#### Task directions:
Filter the entries below, keeping every line that has the word "closed".

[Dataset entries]
=== Section Start ===

//! Documentation content for the boolex CLI

use crate::grammar::Style;

/// Table of the built-in syntax styles
pub fn get_styles_overview() -> String {
    let mut out = String::from("BOOLEX SYNTAX STYLES\n\n");
    out.push_str(&format!(
        "  {:<8} {:<6} {:<6} {:<6} {}\n",
        "style", "and", "or", "quote", "example"
    ));

    for style in Style::ALL {
        let g = style.grammar();
        let example = format!(
            "a {and} ({q}b c{q} {or} f(1, 2))",
            and = g.and_operator(),
            or = g.or_operator(),
            q = g.quote()
        );
        out.push_str(&format!(
            "  {:<8} {:<6} {:<6} {:<6} {}\n",
            style.name(),
            g.and_operator(),
            g.or_operator(),
            g.quote(),
            example
        ));
    }

    out.push_str(
        r#"
COMMON RULES

  ( )               Grouping; `name(...)` is a function literal
  ,                 Parameter separator inside function literals
  \                 Escape: the next character is taken literally
  --modifiers '!~'  Leading characters recorded as literal modifiers

Run 'boolex dnf <expr>' to see the clauses of an expression.
"#,
    );
    out
}
//! Run boolex commands against an expression

use std::collections::HashSet;

use serde_json::json;
use tracing::info;

use super::{
    CliError,
    convert::{clause_to_json, clauses_to_json, parse_truths, tokens_to_json},
};
use crate::{
    Grammar, Limits, Parser, check_token_list, dnf, evaluator::evaluate, lexer::tokenize,
    output::Printer,
};

/// What to do with the expression
#[derive(Debug, Clone, PartialEq, Eq)]
pub enum Command {
    /// Print the token sequence
    Tokens,
    /// Validate and parse only
    Check,
    /// Print the DNF clause list; rendered in the grammar when `syntax`
    Dnf { syntax: bool },
    /// Print the factored expression
    Minimize,
    /// Evaluate with the given literals (display text) taken as true
    Eval { truths: Vec<String> },
}

/// Options for a single CLI run
#[derive(Debug, Clone)]
pub struct Options {
    pub expression: String,
    pub grammar: Grammar,
    pub command: Command,
    /// Bounds for parsing and clause expansion
    pub limits: Limits,
    /// JSON array of true literals, merged into `Command::Eval` truths
    pub input: Option<String>,
}

/// Result of a CLI run
#[derive(Debug, Clone, PartialEq)]
pub enum Output {
    Json(serde_json::Value),
    Text(String),
}

/// Execute one command
pub fn execute(options: &Options) -> Result<Output, CliError> {
    let grammar = &options.grammar;
    let tokens = tokenize(grammar, &options.expression)?;

    if options.command == Command::Tokens {
        return Ok(Output::Json(tokens_to_json(&tokens)?));
    }

    check_token_list(&tokens)?;
    let expr = Parser::with_limits(tokens, options.limits).parse()?;
    info!(command = ?options.command, "expression parsed");

    match &options.command {
        Command::Tokens => unreachable!("handled before parsing"),
        Command::Check => Ok(Output::Text("Syntax is valid".to_string())),
        Command::Dnf { syntax } => {
            let clauses = dnf::to_clause_list_bounded(&expr, &options.limits)?;
            if *syntax {
                Ok(Output::Text(Printer::new(grammar).print_clauses(&clauses)))
            } else {
                Ok(Output::Json(clauses_to_json(&clauses)))
            }
        }
        Command::Minimize => {
            let minimized = dnf::minimize_dnf_bounded(&expr, &options.limits)?;
            Ok(Output::Text(Printer::new(grammar).print_expr(&minimized)))
        }
        Command::Eval { truths } => {
            let mut truths: HashSet<String> = truths.iter().cloned().collect();
            if let Some(input) = &options.input {
                truths.extend(parse_truths(input)?);
            }
            if truths.is_empty() && options.input.is_none() {
                return Err(CliError::NoInput);
            }

            let clauses = dnf::to_clause_list_bounded(&expr, &options.limits)?;
            let result = evaluate(&clauses, |token| truths.contains(&token.to_string()));
            Ok(Output::Json(json!({
                "satisfied": result.satisfied,
                "witness": result.witness.map(clause_to_json),
            })))
        }
    }
}
//! boolex: a configurable boolean-expression engine.
//!
//! Requirement formulas such as `has(surf) && (badge || 'Ice Beam')` are
//! tokenized under a caller-defined [`Grammar`], parsed into a [`BoolExpr`],
//! converted to Disjunctive Normal Form and evaluated against a predicate
//! that decides each literal.
//!
//! ```
//! use boolex::{dnf, evaluator::evaluate, parse_str, Grammar};
//!
//! let grammar = Grammar::builder().modifiers(['!']).build();
//! let expr = parse_str(&grammar, "a(7) && (!b || c)").unwrap();
//! let clauses = dnf::to_clause_list(&dnf::to_dnf(&expr));
//! assert_eq!(clauses.texts(), vec![vec!["a(7)", "!b"], vec!["a(7)", "c"]]);
//!
//! let result = evaluate(&clauses, |t| t.value() != Some("b"));
//! assert!(result.satisfied);
//! ```
#[cfg(feature = "cli")]
pub mod cli;
pub mod ast;
pub mod dnf;
pub mod evaluator;
pub mod grammar;
pub mod lexer;
pub mod limits;
pub mod output;
pub mod parser;

use thiserror::Error;

pub use ast::{BoolExpr, Clause, ClauseList, Token, TokenId};
pub use dnf::ClauseError;
pub use evaluator::{Evaluation, evaluate, evaluate_expr, try_evaluate};
pub use grammar::{Grammar, GrammarBuilder, Style};
pub use lexer::{GrammarError, LexError, Lexer, check_token_list};
pub use limits::Limits;
pub use output::{Printer, to_syntax};
pub use parser::{ParseError, Parser};

/// Any error the text-to-expression pipeline can produce.
#[derive(Debug, Error, Clone, PartialEq, Eq)]
pub enum Error {
    #[error("lex error: {0}")]
    Lex(#[from] LexError),

    #[error("grammar error: {0}")]
    Grammar(#[from] GrammarError),

    #[error("parse error: {0}")]
    Parse(#[from] ParseError),

    #[error("clause error: {0}")]
    Clause(#[from] ClauseError),
}

/// Tokenize and parse `input` with default [`Limits`].
pub fn parse_str(grammar: &Grammar, input: &str) -> Result<BoolExpr, Error> {
    parse_str_with_limits(grammar, input, Limits::default())
}

/// Tokenize, validate and parse `input`.
///
/// Unlike [`parse_str`] this runs [`check_token_list`] before parsing, so
/// malformed sequences are reported with the offending token index.
pub fn parse_checked(grammar: &Grammar, input: &str) -> Result<BoolExpr, Error> {
    let tokens = lexer::tokenize(grammar, input)?;
    check_token_list(&tokens)?;
    Ok(Parser::new(tokens).parse()?)
}

pub fn parse_str_with_limits(grammar: &Grammar, input: &str, limits: Limits) -> Result<BoolExpr, Error> {
    let tokens = lexer::tokenize(grammar, input)?;
    Ok(Parser::with_limits(tokens, limits).parse()?)
}
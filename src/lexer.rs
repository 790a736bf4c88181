use std::mem;

use thiserror::Error;
use tracing::{debug, trace};

use crate::{
    ast::Token,
    grammar::{ESCAPE_CHAR, Grammar},
};

/// Errors raised while scanning input text.
#[derive(Debug, Error, Clone, PartialEq, Eq)]
pub enum LexError {
    /// A function container was opened but never closed.
    #[error("unterminated container starting at position {position}")]
    UnterminatedContainer { position: usize },

    /// A quoted literal was opened but never closed.
    #[error("unterminated quote starting at position {position}")]
    UnterminatedQuote { position: usize },

    /// The input ends with an escape character.
    #[error("dangling escape character at position {position}")]
    DanglingEscape { position: usize },
}

impl LexError {
    pub fn position(&self) -> usize {
        match self {
            LexError::UnterminatedContainer { position }
            | LexError::UnterminatedQuote { position }
            | LexError::DanglingEscape { position } => *position,
        }
    }
}

/// Structural problems found by [`check_token_list`].
#[derive(Debug, Error, Clone, PartialEq, Eq)]
pub enum GrammarError {
    #[error("consecutive operators at token {index}")]
    ConsecutiveOperators { index: usize },

    #[error("operator directly after an open container at token {index}")]
    OperatorAfterOpen { index: usize },

    #[error("open container at token {index} must start the input or follow an operator or another open container")]
    MisplacedOpen { index: usize },
}

impl GrammarError {
    /// Index of the offending token.
    pub fn index(&self) -> usize {
        match self {
            GrammarError::ConsecutiveOperators { index }
            | GrammarError::OperatorAfterOpen { index }
            | GrammarError::MisplacedOpen { index } => *index,
        }
    }
}

/// Single-pass scanner turning text into [`Token`]s under a [`Grammar`].
pub struct Lexer<'g> {
    grammar: &'g Grammar,
    input: Vec<char>,
    position: usize,
    buffer: String,
    /// Byte span of the buffer from the first to past the last escaped char.
    /// Trimming never cuts into it.
    escaped: Option<(usize, usize)>,
    tokens: Vec<Token>,
}

impl<'g> Lexer<'g> {
    pub fn new(grammar: &'g Grammar, input: &str) -> Self {
        Lexer {
            grammar,
            input: input.chars().collect(),
            position: 0,
            buffer: String::new(),
            escaped: None,
            tokens: Vec::new(),
        }
    }

    fn current_char(&self) -> Option<char> {
        self.input.get(self.position).copied()
    }

    fn peek_char(&self, offset: usize) -> Option<char> {
        self.input.get(self.position + offset).copied()
    }

    fn advance(&mut self) {
        self.position += 1;
    }

    /// True when the configured operator starts at the current position.
    fn matches_at(&self, op: &str) -> bool {
        if op.is_empty() {
            return false;
        }
        op.chars()
            .enumerate()
            .all(|(offset, c)| self.peek_char(offset) == Some(c))
    }

    /// Nothing but insignificant whitespace has been buffered.
    fn at_boundary(&self) -> bool {
        if self.grammar.split_on_whitespace() {
            self.buffer.is_empty()
        } else {
            self.escaped.is_none() && self.buffer.trim().is_empty()
        }
    }

    fn clear_buffer(&mut self) {
        self.buffer.clear();
        self.escaped = None;
    }

    fn push_escaped(&mut self, ch: char) {
        let start = self.buffer.len();
        self.buffer.push(ch);
        let end = self.buffer.len();
        self.escaped = Some(match self.escaped {
            Some((first, _)) => (first, end),
            None => (start, end),
        });
    }

    /// Drain the buffer; without whitespace splitting, unescaped whitespace
    /// at either edge is dropped.
    fn take_buffer(&mut self) -> String {
        let raw = mem::take(&mut self.buffer);
        let escaped = self.escaped.take();
        if self.grammar.split_on_whitespace() {
            return raw;
        }

        let (first, last) = escaped.unwrap_or((raw.len(), 0));
        let start = first - raw[..first].trim_start().len();
        let end = last + raw[last..].trim_end().len();
        raw[start..end.max(start)].to_string()
    }

    fn strip_modifiers(&self, text: &str) -> (Vec<char>, String) {
        let modifiers: Vec<char> = text
            .chars()
            .take_while(|c| self.grammar.is_modifier(*c))
            .collect();
        let value = text.chars().skip(modifiers.len()).collect();
        (modifiers, value)
    }

    fn flush(&mut self) {
        let text = self.take_buffer();
        if text.is_empty() {
            return;
        }
        trace!(text = %text, "flush literal");
        let (modifiers, value) = self.strip_modifiers(&text);
        self.tokens.push(Token::variable(value, modifiers));
    }

    fn read_escape(&mut self) -> Result<char, LexError> {
        match self.peek_char(1) {
            Some(ch) => {
                self.position += 2;
                Ok(ch)
            }
            None => Err(LexError::DanglingEscape {
                position: self.position,
            }),
        }
    }

    fn read_quoted(&mut self) -> Result<String, LexError> {
        let start = self.position;
        let quote = self.grammar.quote();
        let mut result = String::new();
        self.advance(); // Consume opening quote

        while let Some(ch) = self.current_char() {
            if ch == ESCAPE_CHAR {
                result.push(self.read_escape()?);
            } else if ch == quote {
                self.advance();
                return Ok(result);
            } else {
                result.push(ch);
                self.advance();
            }
        }

        Err(LexError::UnterminatedQuote { position: start })
    }

    /// Read `name(p1, p2, ...)` with the name already buffered and the
    /// cursor on the open container.
    fn read_function(&mut self) -> Result<Token, LexError> {
        let start = self.position;
        let open = self.grammar.open_container();
        let close = self.grammar.close_container();
        let separator = self.grammar.parameter_separator();

        let head = self.take_buffer();
        let (modifiers, name) = self.strip_modifiers(&head);

        let mut raw = String::new();
        let mut params = Vec::new();
        let mut current = String::new();
        let mut depth = 0usize;
        let mut i = self.position;

        loop {
            let Some(&ch) = self.input.get(i) else {
                return Err(LexError::UnterminatedContainer { position: start });
            };

            if ch == ESCAPE_CHAR {
                let Some(&next) = self.input.get(i + 1) else {
                    return Err(LexError::UnterminatedContainer { position: start });
                };
                raw.push(ch);
                raw.push(next);
                current.push(next);
                i += 2;
                continue;
            }

            raw.push(ch);
            i += 1;

            if ch == open {
                depth += 1;
                if depth > 1 {
                    current.push(ch);
                }
            } else if ch == close {
                depth -= 1;
                if depth == 0 {
                    break;
                }
                current.push(ch);
            } else if ch == separator && depth == 1 {
                params.push(current.trim().to_string());
                current.clear();
            } else {
                current.push(ch);
            }
        }

        if !params.is_empty() || !current.trim().is_empty() {
            params.push(current.trim().to_string());
        }

        self.position = i;
        trace!(name = %name, params = params.len(), "read function");

        let value = format!("{}{}", name, raw);
        Ok(Token::function(value, modifiers, name, params))
    }

    fn emit_operator(&mut self, token: Token, len: usize) {
        self.flush();
        self.tokens.push(token);
        self.position += len;
    }

    /// Scan the whole input.
    pub fn tokenize(mut self) -> Result<Vec<Token>, LexError> {
        let grammar = self.grammar;
        let and_op = grammar.and_operator();
        let or_op = grammar.or_operator();
        let and_len = and_op.chars().count();
        let or_len = or_op.chars().count();

        // Longer spelling first so `&` cannot shadow `&&`.
        let or_first = or_len > and_len;

        while let Some(ch) = self.current_char() {
            if ch.is_whitespace() {
                if grammar.split_on_whitespace() {
                    self.flush();
                } else {
                    self.buffer.push(ch);
                }
                self.advance();
            } else if ch == ESCAPE_CHAR {
                let escaped = self.read_escape()?;
                self.push_escaped(escaped);
            } else if ch == grammar.quote() && self.at_boundary() {
                self.clear_buffer();
                let value = self.read_quoted()?;
                self.tokens.push(Token::variable(value, Vec::new()));
            } else if or_first && self.matches_at(or_op) {
                self.emit_operator(Token::Or, or_len);
            } else if self.matches_at(and_op) {
                self.emit_operator(Token::And, and_len);
            } else if self.matches_at(or_op) {
                self.emit_operator(Token::Or, or_len);
            } else if ch == grammar.open_container() {
                if self.at_boundary() {
                    self.clear_buffer();
                    self.tokens.push(Token::OpenContainer);
                    self.advance();
                } else {
                    let function = self.read_function()?;
                    self.tokens.push(function);
                }
            } else if ch == grammar.close_container() {
                self.flush();
                self.tokens.push(Token::CloseContainer);
                self.advance();
            } else {
                self.buffer.push(ch);
                self.advance();
            }
        }

        self.flush();
        debug!(chars = self.input.len(), tokens = self.tokens.len(), "tokenized input");
        Ok(self.tokens)
    }

    /// Like [`Lexer::tokenize`] but reports failure as a flag with no tokens.
    pub fn try_tokenize(self) -> (bool, Vec<Token>) {
        match self.tokenize() {
            Ok(tokens) => (true, tokens),
            Err(e) => {
                debug!(error = %e, "tokenize failed");
                (false, Vec::new())
            }
        }
    }
}

pub fn tokenize(grammar: &Grammar, input: &str) -> Result<Vec<Token>, LexError> {
    Lexer::new(grammar, input).tokenize()
}

pub fn try_tokenize(grammar: &Grammar, input: &str) -> (bool, Vec<Token>) {
    Lexer::new(grammar, input).try_tokenize()
}

/// Structural sanity check over a token sequence.
///
/// Rejects two operators in a row, an operator right after an open
/// container, and an open container that neither starts the sequence nor
/// follows an operator or another open container.
pub fn check_token_list(tokens: &[Token]) -> Result<(), GrammarError> {
    for (index, token) in tokens.iter().enumerate() {
        let prev = index.checked_sub(1).map(|p| &tokens[p]);

        if token.is_operator() {
            match prev {
                Some(p) if p.is_operator() => {
                    return Err(GrammarError::ConsecutiveOperators { index });
                }
                Some(Token::OpenContainer) => {
                    return Err(GrammarError::OperatorAfterOpen { index });
                }
                _ => {}
            }
        } else if *token == Token::OpenContainer {
            match prev {
                None | Some(Token::And | Token::Or | Token::OpenContainer) => {}
                Some(_) => return Err(GrammarError::MisplacedOpen { index }),
            }
        }
    }
    Ok(())
}

#[test]
fn test_operators_and_containers() {
    let grammar = Grammar::default();
    let tokens = tokenize(&grammar, "a && (b || c)").unwrap();
    assert_eq!(tokens.len(), 7);
    assert_eq!(tokens[1], Token::And);
    assert_eq!(tokens[2], Token::OpenContainer);
    assert_eq!(tokens[4], Token::Or);
    assert_eq!(tokens[6], Token::CloseContainer);
}

#[test]
fn test_empty_operator_never_matches() {
    let grammar = Grammar::builder().or_operator("").build();
    let tokens = tokenize(&grammar, "a && b").unwrap();
    assert_eq!(tokens.len(), 3);
    assert!(!tokens.contains(&Token::Or));
}
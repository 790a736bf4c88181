//! Resource limits for untrusted input.
//!
//! Parsing recurses once per open container and DNF expansion can grow the
//! clause count exponentially. `max_depth` is enforced by
//! [`Parser::with_limits`](crate::Parser::with_limits). `max_clauses` is
//! enforced by the `*_bounded` functions in [`dnf`](crate::dnf), which count
//! clauses on the unexpanded tree before distributing anything. The unbounded
//! algebra (`to_dnf`, `inject_*`, `combine_*`) does not consult them.
//!
//! Neither bound limits the length of a flat operator chain: `a && b && ...`
//! parses into a left-deep tree whose height grows with the chain, and the
//! recursive algebra walks that height. Cap the input length when chains
//! of many thousands of operators are possible.

/// Resource limits applied by the parser and the bounded clause flattening.
#[derive(Debug, Clone, Copy, PartialEq, Eq)]
pub struct Limits {
    /// Maximum container nesting accepted by the parser.
    pub max_depth: usize,
    /// Maximum number of clauses any intermediate clause list may hold.
    pub max_clauses: usize,
}

impl Default for Limits {
    fn default() -> Self {
        Self {
            max_depth: 256,
            max_clauses: 65_536,
        }
    }
}

impl Limits {
    pub fn new(max_depth: usize, max_clauses: usize) -> Self {
        Self {
            max_depth,
            max_clauses,
        }
    }

    /// Large limits for trusted input and tests.
    pub fn permissive() -> Self {
        Self {
            max_depth: 4096,
            max_clauses: 1 << 22,
        }
    }

    /// Tight limits for input from untrusted callers.
    pub fn strict() -> Self {
        Self {
            max_depth: 32,
            max_clauses: 1024,
        }
    }
}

=== Section End ===

#### Output for this exercise:
    /// A function container was opened but never closed.
    /// A quoted literal was opened but never closed.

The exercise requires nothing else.